Updated from Oct. 3

Investors started the fourth quarter with the same lack of conviction that has characterized the market all year.

After posting early gains Monday, stocks were pressured following a report confirming the Federal Reserve's prediction that even after Hurricane Katrina, inflation risks appear to be outweighing the chance that economic growth will be impaired.

The markets reflected this no so rosy but not completely bearish outlook. Government bonds fell, but stocks ended mixed as the Nasdaq Composite advanced slightly.

The Institute for Supply Management said its manufacturing index jumped to 59.4 in September from 53.6 in August. That was well above expectations for the index to dip to 52.0. One key inflation guage in the ISM report was particularly notable: The survey's prices-paid index skyrocketed to 78 from 62.5.

" The ISM report gives a green light for the Fed to continue to tighten on Nov. 1 and signals that any Fed pause will tend to happen later rather than sooner," says Michael Gregory, an interest rate strategist at BMO Nesbitt Burns.

Still, many investors are eager to put money at work, and there's increasing chatter about a fourth-quarter rally in stocks. Helping the bullish case, the price of crude oil dropped 74 cents to $65.50 a barrel on Nymex.

Merger news helped fuel buying interest early in the day, especially in the tech arena. Symantec ( SYMC) said it will acquire information technology company BindView ( bvew) for $209 million.

Elsewhere, Google ( GOOG) was higher on word that it plans a collaboration with Sun Microsystems ( SUNW).

The Nasdaq gained 3.74 points, or 0.17%, to 2155.43.

Outside the tech space, stocks dependent on consumer spending also saw increased buying interest. Altria ( MO), for one, helped prevent wider losses for the Dow Jones Industrial Average. The index finished down 33.22 points, or 0.31%, at 10,535.48. While that was well off a pre-ISM report high of 10,608, it was above the intraday low 10,523.63.

Wal-Mart ( WMT) also gained after saying its September same-store-sales would likely be at the higher end of its target range. Even General Motors ( GM), which said sales fell sharply in September, still eked out a gain, a story that was repeated at Ford ( F).

A modestly bullish bias was also visible in market technicals. Advancing issues beat declining stocks 17 to 15 on the New York Stock Exchange and 16 to 13 on the Nasdaq.

Rising inflation concerns were clearly on display in bond market action Monday. The benchmark 10-year Treasury fell 16/32 in price, while its yield, which moves inversely to price and reflects market expectations of inflation, rose to 4.39%.

To longer-term strategists, such as Rich Bernstein at Merrill Lynch, the higher bond yields signal that cash will outperform equities going forward. The strategist raised his cash allocation and lightened up on stocks in August, for the first time in two years. While he might be correct in the longer run, Bernstein's portfolio allocation might have missed September's gains in stocks.

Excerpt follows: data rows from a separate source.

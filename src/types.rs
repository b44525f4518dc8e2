//! Wire-format structs emitted by [`crate::batcher::GeometryBatcher`]
//! (spec.md §5, §6). Byte layouts match the legacy client's WMO group chunks
//! exactly; three C++ unions (`Batch`'s bounding-box/material-id region,
//! `LiquidVertex`'s water/magma region) are modeled as fixed-size byte blobs
//! with typed accessor methods rather than an unsafe Rust `union`.

use bitflags::bitflags;
use bytemuck::{Pod, Zeroable};

pub use bsp::BspNode;

pub const MOBA_SIZE: usize = 24;
pub const MOPY_SIZE: usize = 2;
pub const BSP_NODE_SIZE: usize = 16;
pub const MLIQ_HEADER_SIZE: usize = 22;
pub const SMOL_VERT_SIZE: usize = 8;
pub const SMOL_TILE_SIZE: usize = 1;

/// `material_index == 32767` marks the legacy "separate collision mesh"
/// sentinel (spec.md §4.3.6 note); this crate only emits the modern
/// dedicated-collision-mesh path, but the constant documents the value a
/// reader would otherwise see.
pub const COLLISION_MAT_NR: i32 = 32767;

/// A triangle's render/collision classification, and the batch it belongs
/// to (spec.md §4.3.1).
#[repr(u8)]
#[derive(Clone, Copy, Debug, PartialEq, Eq, PartialOrd, Ord)]
pub enum BatchType {
    Trans = 0,
    Int = 1,
    Ext = 2,
}

bitflags! {
    #[derive(Clone, Copy, Debug, PartialEq, Eq)]
    pub struct BatchFlags: u8 {
        const UNK = 0x1;
        const LARGE_MATERIAL_ID = 0x2;
    }
}

bitflags! {
    #[derive(Clone, Copy, Debug, PartialEq, Eq)]
    pub struct TriangleMaterialFlags: u8 {
        const UNK01 = 0x01;
        const NO_CAM_COLLIDE = 0x02;
        const DETAIL = 0x04;
        const COLLISION = 0x08;
        const HINT = 0x10;
        const RENDER = 0x20;
        const UNK40 = 0x40;
        const COLLIDE_HIT = 0x80;
    }
}

/// `MOPYTriangleMaterial`, 2 bytes: `u8 flags`, `u8 material_id`.
#[repr(C)]
#[derive(Clone, Copy, Debug, PartialEq, Eq, Pod, Zeroable)]
pub struct TriangleMaterial {
    flags: u8,
    pub material_id: u8,
}

impl TriangleMaterial {
    pub fn new(flags: TriangleMaterialFlags, material_id: u8) -> Self {
        Self { flags: flags.bits(), material_id }
    }

    pub fn flags(&self) -> TriangleMaterialFlags {
        TriangleMaterialFlags::from_bits_truncate(self.flags)
    }

    pub fn set_flags(&mut self, flags: TriangleMaterialFlags) {
        self.flags = flags.bits();
    }

    pub fn insert_flag(&mut self, flag: TriangleMaterialFlags) {
        self.flags |= flag.bits();
    }
}

/// `MOBABatch`, 24 bytes. The first 12 bytes are a union: quantized i16
/// bounding box when `LARGE_MATERIAL_ID` is clear, or 10 bytes of padding
/// followed by the `u16` big material id (at byte offset 10) when it is set.
#[repr(C)]
#[derive(Clone, Copy, Debug, PartialEq, Pod, Zeroable)]
pub struct Batch {
    bb_or_material: [u8; 12],
    pub start_index: u32,
    pub indices_count: u16,
    pub min_index: u16,
    pub max_index: u16,
    flags: u8,
    pub material_id: u8,
}

impl Batch {
    pub fn new(start_index: u32, min_index: u16, max_index: u16, material_id: u8) -> Self {
        Self {
            bb_or_material: [0; 12],
            start_index,
            indices_count: 0,
            min_index,
            max_index,
            flags: 0,
            material_id,
        }
    }

    pub fn quantized_bounds(&self) -> ([i16; 3], [i16; 3]) {
        let mut min = [0i16; 3];
        let mut max = [0i16; 3];
        for i in 0..3 {
            min[i] = i16::from_le_bytes([self.bb_or_material[i * 2], self.bb_or_material[i * 2 + 1]]);
            max[i] = i16::from_le_bytes([self.bb_or_material[6 + i * 2], self.bb_or_material[6 + i * 2 + 1]]);
        }
        (min, max)
    }

    pub fn set_quantized_bounds(&mut self, min: [i16; 3], max: [i16; 3]) {
        for i in 0..3 {
            let lo = min[i].to_le_bytes();
            self.bb_or_material[i * 2] = lo[0];
            self.bb_or_material[i * 2 + 1] = lo[1];
            let hi = max[i].to_le_bytes();
            self.bb_or_material[6 + i * 2] = hi[0];
            self.bb_or_material[6 + i * 2 + 1] = hi[1];
        }
    }

    pub fn large_material_id(&self) -> u16 {
        u16::from_le_bytes([self.bb_or_material[10], self.bb_or_material[11]])
    }

    pub fn set_large_material_id(&mut self, id: u16) {
        self.bb_or_material = [0; 12];
        let bytes = id.to_le_bytes();
        self.bb_or_material[10] = bytes[0];
        self.bb_or_material[11] = bytes[1];
    }

    pub fn flags(&self) -> BatchFlags {
        BatchFlags::from_bits_truncate(self.flags)
    }

    pub fn set_flags(&mut self, flags: BatchFlags) {
        self.flags = flags.bits();
    }

    pub fn insert_flags(&mut self, flags: BatchFlags) {
        self.flags |= flags.bits();
    }
}

/// `MLIQHeader`, 22 bytes: two `i16` pairs, a `f32` corner, and a `u16`
/// material id. Natural alignment would pad this to 24 bytes, so it is
/// `packed`; `Debug` is implemented by hand to avoid taking references into
/// unaligned fields.
#[repr(C, packed)]
#[derive(Clone, Copy, PartialEq, Pod, Zeroable)]
pub struct LiquidHeader {
    pub liquid_verts: [i16; 2],
    pub liquid_tiles: [i16; 2],
    pub liquid_corner: [f32; 3],
    pub liquid_mat_id: u16,
}

impl std::fmt::Debug for LiquidHeader {
    fn fmt(&self, f: &mut std::fmt::Formatter<'_>) -> std::fmt::Result {
        let Self { liquid_verts, liquid_tiles, liquid_corner, liquid_mat_id } = *self;
        f.debug_struct("LiquidHeader")
            .field("liquid_verts", &liquid_verts)
            .field("liquid_tiles", &liquid_tiles)
            .field("liquid_corner", &liquid_corner)
            .field("liquid_mat_id", &liquid_mat_id)
            .finish()
    }
}

/// `SMOWVert`/`SMOMVert` union, 8 bytes. Water stores three flow bytes, a
/// padding byte, and a height; magma stores a signed UV pair and a height.
#[repr(C)]
#[derive(Clone, Copy, Debug, PartialEq, Pod, Zeroable)]
pub struct LiquidVertex {
    bytes: [u8; 8],
}

impl LiquidVertex {
    pub fn water(flow1: u8, flow2: u8, flow1_pct: u8, height: f32) -> Self {
        let h = height.to_le_bytes();
        Self { bytes: [flow1, flow2, flow1_pct, 0, h[0], h[1], h[2], h[3]] }
    }

    pub fn magma(s: i16, t: i16, height: f32) -> Self {
        let sb = s.to_le_bytes();
        let tb = t.to_le_bytes();
        let h = height.to_le_bytes();
        Self { bytes: [sb[0], sb[1], tb[0], tb[1], h[0], h[1], h[2], h[3]] }
    }

    pub fn height(&self) -> f32 {
        f32::from_le_bytes([self.bytes[4], self.bytes[5], self.bytes[6], self.bytes[7]])
    }

    pub fn water_flow(&self) -> (u8, u8, u8) {
        (self.bytes[0], self.bytes[1], self.bytes[2])
    }

    pub fn magma_uv(&self) -> (i16, i16) {
        (
            i16::from_le_bytes([self.bytes[0], self.bytes[1]]),
            i16::from_le_bytes([self.bytes[2], self.bytes[3]]),
        )
    }
}

bitflags! {
    #[derive(Clone, Copy, Debug, PartialEq, Eq)]
    pub struct LiquidTileFlags: u8 {
        const UNKNOWN_1 = 0x10;
        const UNKNOWN_2 = 0x20;
        const FISHABLE = 0x40;
        const SHARED = 0x80;
    }
}

/// `SMOLTile`, 1 byte: low nibble is the legacy liquid type, high nibble is
/// [`LiquidTileFlags`].
#[repr(transparent)]
#[derive(Clone, Copy, Debug, PartialEq, Eq, Pod, Zeroable)]
pub struct LiquidTile(pub u8);

impl LiquidTile {
    pub fn new(legacy_liquid_type: u8, flags: LiquidTileFlags) -> Self {
        Self((legacy_liquid_type & 0x0F) | flags.bits())
    }

    pub fn legacy_liquid_type(&self) -> u8 {
        self.0 & 0x0F
    }

    pub fn flags(&self) -> LiquidTileFlags {
        LiquidTileFlags::from_bits_truncate(self.0 & 0xF0)
    }
}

According to other strategists, like Richard Berner at Morgan Stanley, stocks could be poised for more short-term gains. With inflation now the pet anxiety for the bears, there's room for contrarian investors to play against the concerns about just how stretched consumers may be.

The bearish case for consumption has been building, especially as consumer confidence plunged after Katrina (which was followed shortly thereafter by Hurricane Rita) in September, and investors are increasingly concerned about more to come amid soaring energy prices, rising interest rates and questions about the housing market.

"With investor gloom surrounding everything consumer-related, ranging from retail stocks to those of lenders, a little good news may go a long way in the other direction," Berner says.

Though admitting that many pressures are now assailing the consumer, Bernstein believes "underlying" job and income growth should continue to improve and that "any relief on energy prices would help consumers significantly."

Bernstein, like the Fed, believes the effects from damage along the Gulf Coast will prove transitory, and once that realization sets in, the market may become more attractive for the consumer.